## EXERCISE DIRECTIONS
An exact copy of every record is needed.
━━━━━━━━━━━━━━━━━━━━
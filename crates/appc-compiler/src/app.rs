//! Application handle.
//!
//! [`AppInfo`] is owned by the caller. The pipeline only reads it, except
//! to hand back a copy with the resolved version attached.

use std::path::{Path, PathBuf};

use appc_core::name::{DESCRIPTOR_EXT, TEMPLATE_EXT};
use appc_core::AppName;

use crate::error::{AppError, AppResult};
use crate::layout::{self, EBIN_DIR, SRC_DIR};

/// Paths and version of one application.
#[derive(Debug, Clone, PartialEq, Eq)]
pub struct AppInfo {
    dir: PathBuf,
    template: Option<PathBuf>,
    descriptor: PathBuf,
    vsn: Option<String>,
}

impl AppInfo {
    /// An application with an already-rendered descriptor and no template.
    pub fn new(dir: impl Into<PathBuf>, descriptor: impl Into<PathBuf>) -> Self {
        Self {
            dir: dir.into(),
            template: None,
            descriptor: descriptor.into(),
            vsn: None,
        }
    }

    /// An application rendered from `template`; the descriptor path and
    /// application directory are derived from it.
    pub fn from_template(template: impl Into<PathBuf>) -> Self {
        let template = template.into();
        Self {
            dir: layout::app_dir_for_template(&template),
            descriptor: layout::descriptor_path_for(&template),
            template: Some(template),
            vsn: None,
        }
    }

    /// Locate the application in `dir`: a `src/*.app.src` template if one
    /// exists, otherwise an `ebin/*.app` descriptor.
    pub fn discover(dir: &Path) -> AppResult<Self> {
        if let Some(template) = single_match(&dir.join(SRC_DIR), TEMPLATE_EXT)? {
            return Ok(Self::from_template(template));
        }
        if let Some(descriptor) = single_match(&dir.join(EBIN_DIR), DESCRIPTOR_EXT)? {
            return Ok(Self::new(dir, descriptor));
        }
        Err(AppError::read(
            dir,
            format!("no {SRC_DIR}/*{TEMPLATE_EXT} or {EBIN_DIR}/*{DESCRIPTOR_EXT} found"),
        ))
    }

    /// A copy carrying `vsn`.
    pub fn with_vsn(mut self, vsn: impl Into<String>) -> Self {
        self.vsn = Some(vsn.into());
        self
    }

    pub fn dir(&self) -> &Path {
        &self.dir
    }

    pub fn template(&self) -> Option<&Path> {
        self.template.as_deref()
    }

    pub fn descriptor(&self) -> &Path {
        &self.descriptor
    }

    /// The version override before a compile, the resolved version after.
    pub fn vsn(&self) -> Option<&str> {
        self.vsn.as_deref()
    }

    /// The name the descriptor must declare.
    pub fn name(&self) -> Option<AppName> {
        AppName::from_path(&self.descriptor)
    }
}

/// The one file in `dir` ending in `suffix`. A missing directory is `None`;
/// several candidates are ambiguous and rejected.
fn single_match(dir: &Path, suffix: &str) -> AppResult<Option<PathBuf>> {
    let entries = match std::fs::read_dir(dir) {
        Ok(entries) => entries,
        Err(e) if e.kind() == std::io::ErrorKind::NotFound => return Ok(None),
        Err(e) => return Err(AppError::read(dir, e)),
    };
    let mut found: Vec<PathBuf> = entries
        .flatten()
        .map(|entry| entry.path())
        .filter(|p| {
            p.is_file()
                && p.file_name()
                    .and_then(|f| f.to_str())
                    .is_some_and(|f| f.ends_with(suffix) && f.len() > suffix.len())
        })
        .collect();
    found.sort();
    match found.len() {
        0 => Ok(None),
        1 => Ok(found.pop()),
        _ => Err(AppError::read(
            dir,
            format!(
                "multiple *{suffix} files: {}",
                found
                    .iter()
                    .filter_map(|p| p.file_name()?.to_str())
                    .collect::<Vec<_>>()
                    .join(", ")
            ),
        )),
    }
}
━━━━━━━━━━━━━━━━━━━━
## WRITTEN SOLUTION
filename crates/appc-compiler/src/app.rs
//! Application handle.
//!
//! [`AppInfo`] is owned by the caller. The pipeline only reads it, except
//! to hand back a copy with the resolved version attached.

use std::path::{Path, PathBuf};

use appc_core::name::{DESCRIPTOR_EXT, TEMPLATE_EXT};
use appc_core::AppName;

use crate::error::{AppError, AppResult};
use crate::layout::{self, EBIN_DIR, SRC_DIR};

/// Paths and version of one application.
#[derive(Debug, Clone, PartialEq, Eq)]
pub struct AppInfo {
    dir: PathBuf,
    template: Option<PathBuf>,
    descriptor: PathBuf,
    vsn: Option<String>,
}

impl AppInfo {
    /// An application with an already-rendered descriptor and no template.
    pub fn new(dir: impl Into<PathBuf>, descriptor: impl Into<PathBuf>) -> Self {
        Self {
            dir: dir.into(),
            template: None,
            descriptor: descriptor.into(),
            vsn: None,
        }
    }

    /// An application rendered from `template`; the descriptor path and
    /// application directory are derived from it.
    pub fn from_template(template: impl Into<PathBuf>) -> Self {
        let template = template.into();
        Self {
            dir: layout::app_dir_for_template(&template),
            descriptor: layout::descriptor_path_for(&template),
            template: Some(template),
            vsn: None,
        }
    }

    /// Locate the application in `dir`: a `src/*.app.src` template if one
    /// exists, otherwise an `ebin/*.app` descriptor.
    pub fn discover(dir: &Path) -> AppResult<Self> {
        if let Some(template) = single_match(&dir.join(SRC_DIR), TEMPLATE_EXT)? {
            return Ok(Self::from_template(template));
        }
        if let Some(descriptor) = single_match(&dir.join(EBIN_DIR), DESCRIPTOR_EXT)? {
            return Ok(Self::new(dir, descriptor));
        }
        Err(AppError::read(
            dir,
            format!("no {SRC_DIR}/*{TEMPLATE_EXT} or {EBIN_DIR}/*{DESCRIPTOR_EXT} found"),
        ))
    }

    /// A copy carrying `vsn`.
    pub fn with_vsn(mut self, vsn: impl Into<String>) -> Self {
        self.vsn = Some(vsn.into());
        self
    }

    pub fn dir(&self) -> &Path {
        &self.dir
    }

    pub fn template(&self) -> Option<&Path> {
        self.template.as_deref()
    }

    pub fn descriptor(&self) -> &Path {
        &self.descriptor
    }

    /// The version override before a compile, the resolved version after.
    pub fn vsn(&self) -> Option<&str> {
        self.vsn.as_deref()
    }

    /// The name the descriptor must declare.
    pub fn name(&self) -> Option<AppName> {
        AppName::from_path(&self.descriptor)
    }
}

/// The one file in `dir` ending in `suffix`. A missing directory is `None`;
/// several candidates are ambiguous and rejected.
fn single_match(dir: &Path, suffix: &str) -> AppResult<Option<PathBuf>> {
    let entries = match std::fs::read_dir(dir) {
        Ok(entries) => entries,
        Err(e) if e.kind() == std::io::ErrorKind::NotFound => return Ok(None),
        Err(e) => return Err(AppError::read(dir, e)),
    };
    let mut found: Vec<PathBuf> = entries
        .flatten()
        .map(|entry| entry.path())
        .filter(|p| {
            p.is_file()
                && p.file_name()
                    .and_then(|f| f.to_str())
                    .is_some_and(|f| f.ends_with(suffix) && f.len() > suffix.len())
        })
        .collect();
    found.sort();
    match found.len() {
        0 => Ok(None),
        1 => Ok(found.pop()),
        _ => Err(AppError::read(
            dir,
            format!(
                "multiple *{suffix} files: {}",
                found
                    .iter()
                    .filter_map(|p| p.file_name()?.to_str())
                    .collect::<Vec<_>>()
                    .join(", ")
            ),
        )),
    }
}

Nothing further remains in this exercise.